Radiation as a curse. I dig it.
Overall, I think I like Pulsipher's take a little better, using special powers instead of additional attacks to get the job done. Both would go into beefing up dragons in later editions.
Colleen A. Bishop hits on baby dragons with "Hatching is only the beginning ...", which covers little dragons from egg to birth. It's a long article, with lots of tables. Maybe worth a look if you're planning on having a baby dragon in the party for a while.
For those interested in the history of the hobby, David F. Nalle's reviews of some old time 'zines may be of interest. He covers Abyss by Dave Nalle, Alarums & Excursions (such a great name) by Lee Gold, The Beholder by Mike G. Stoner, The Lords of Chaos by Nicolai Shapero, Morningstar by Phillip McGregor, Pandemonium by Robert Sacks, Quick Quincy Gazette by Howard Mahler, The Stormlord by Andreas Sarker, Trollcrusher, The Wild Hunt by Mark Swanson and Zeppelin.
Pulsipher has another article, a very long one with way more math than needed to deal with gaze attacks in D&D. Personally, I let people close their eyes entirely (and open themselves to all sorts of trouble), or try to avoid the monster's gaze and suffer a penalty to hit, etc.
Larry DiTillio's article on the glyphs in his campaign world didn't do much for me.
The Chapel of Silence by Mollie Plants is a prize winning dungeon at IDDC II. It's a relatively small dungeon, but looks like a good one. It begins with all the adventurers having a strange dream, and goes from there - maybe a well-worn idea now, but clever back in the day.
Back to rules articles, "The Ups and Downs of Riding High" by Roger E. Moore covers flying mounts. Its a pretty thorough look at all the potential flying mounts in AD&D at the time, and covers their diet (most are carnivores), advantages, disadvantages and how much weight they can carry. It's a useful article to keep in your pocket, in case somebody starts flying around on a dragon and you need some ideas on how to spice up the experience.

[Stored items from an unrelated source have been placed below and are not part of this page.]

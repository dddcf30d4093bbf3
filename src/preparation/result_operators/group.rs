use log::debug;

use crate::{
    preparation::{
        query_model_visitor::into_sequence, PreparationResult, QueryModelVisitor,
    },
    query_model::ResultOperator,
    sql_statement::{
        sql_expr::GroupingExpr, JoinSemantics, ResultShape, SqlExpr, StatementBuilder,
    },
};

use super::{mismatched, ResultOperatorHandler};

/// `GroupBy(key, element)`: the statement's projection becomes a grouping of key and element,
/// grouped by the key.
///
/// Constant keys get a one-row sub-statement (`SELECT 'k' AS key`) as their own table, since
/// grouping by a literal is rejected by most dialects. Sub-query keys are joined as tables for
/// the same reason.
pub struct GroupHandler;

impl ResultOperatorHandler for GroupHandler {
    fn handle(
        &self,
        operator: &ResultOperator,
        visitor: &mut QueryModelVisitor<'_, '_, '_>,
    ) -> PreparationResult<()> {
        let ResultOperator::Group {
            key_selector,
            element_selector,
        } = operator
        else {
            return Err(mismatched(operator));
        };

        let builder = &visitor.builder;
        if builder.top_expression.is_some()
            || builder.group_by_expression.is_some()
            || builder.is_distinct
            || builder.row_number_selector.is_some()
        {
            visitor.seal_and_wrap(false)?;
        }
        visitor.builder.orderings.clear();

        let key = visitor.prepare(key_selector)?;
        let element = visitor.prepare(element_selector)?;
        let key = match key.into_unnamed() {
            constant @ (SqlExpr::Constant(_) | SqlExpr::Literal(_)) => {
                constant_key_table(visitor, constant)?
            }
            SqlExpr::SubStatement(statement) => {
                let item_type = statement.select_projection().data_type();
                let mut sub_builder = StatementBuilder::from_statement(into_sequence(*statement)?);
                sub_builder.select_projection = sub_builder
                    .select_projection
                    .take()
                    .map(|projection| visitor.ensure_named(projection));
                let table = visitor
                    .stage
                    .create_sub_statement_table(sub_builder.into_statement()?, JoinSemantics::Inner);
                let id = table.id;
                visitor.builder.add_table(table);
                SqlExpr::table_reference(id, item_type)
            }
            other => other,
        };

        let grouping = GroupingExpr::create_with_names(key.clone(), element);
        debug!("Grouping current statement by {}", key);
        visitor.builder.group_by_expression = Some(key);
        visitor.builder.shape = Some(ResultShape::Sequence {
            item_type: grouping.data_type.clone(),
        });
        visitor.set_item_expression(SqlExpr::Grouping(grouping));
        Ok(())
    }
}

fn constant_key_table(
    visitor: &mut QueryModelVisitor<'_, '_, '_>,
    constant: SqlExpr,
) -> PreparationResult<SqlExpr> {
    let item_type = constant.data_type();
    let mut builder = StatementBuilder::new();
    builder.shape = Some(ResultShape::Sequence {
        item_type: item_type.clone(),
    });
    builder.select_projection = Some(SqlExpr::named(
        Some(GroupingExpr::KEY_NAME.to_string()),
        constant,
    ));
    let table = visitor
        .stage
        .create_sub_statement_table(builder.into_statement()?, JoinSemantics::Inner);
    let id = table.id;
    visitor.builder.add_table(table);
    Ok(SqlExpr::table_reference(id, item_type))
}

This advert caught my eye ...
At first, I assumed it was the old computer classic, but it's something entirely different.
The Dragon's Bestiary presents the Giant Vampire Frog by Alan Fomorin. How do you not love these guys?
Here's proof that Mark Herro was nobody's dummy ...
"Home computers may be the most important new consumer appliance to come along in decades. Any device that can control household lights and appliances, edit and type letters and reports, selectively monitor United Press International and the New York Stock Exchange, and play some great games besides, may be almost indispensable in the years to come."Word up!
This issue had a couple cartoons of note. First, an argument that persists to this day ...
And an old take on Batman vs. Superman ... or Batman and Superman vs. something else
And as always, we finish with a bit of Wormy, as we begin to move into the wargaming story line ...
Have fun on the internet, and for God's sake, be kind to one another!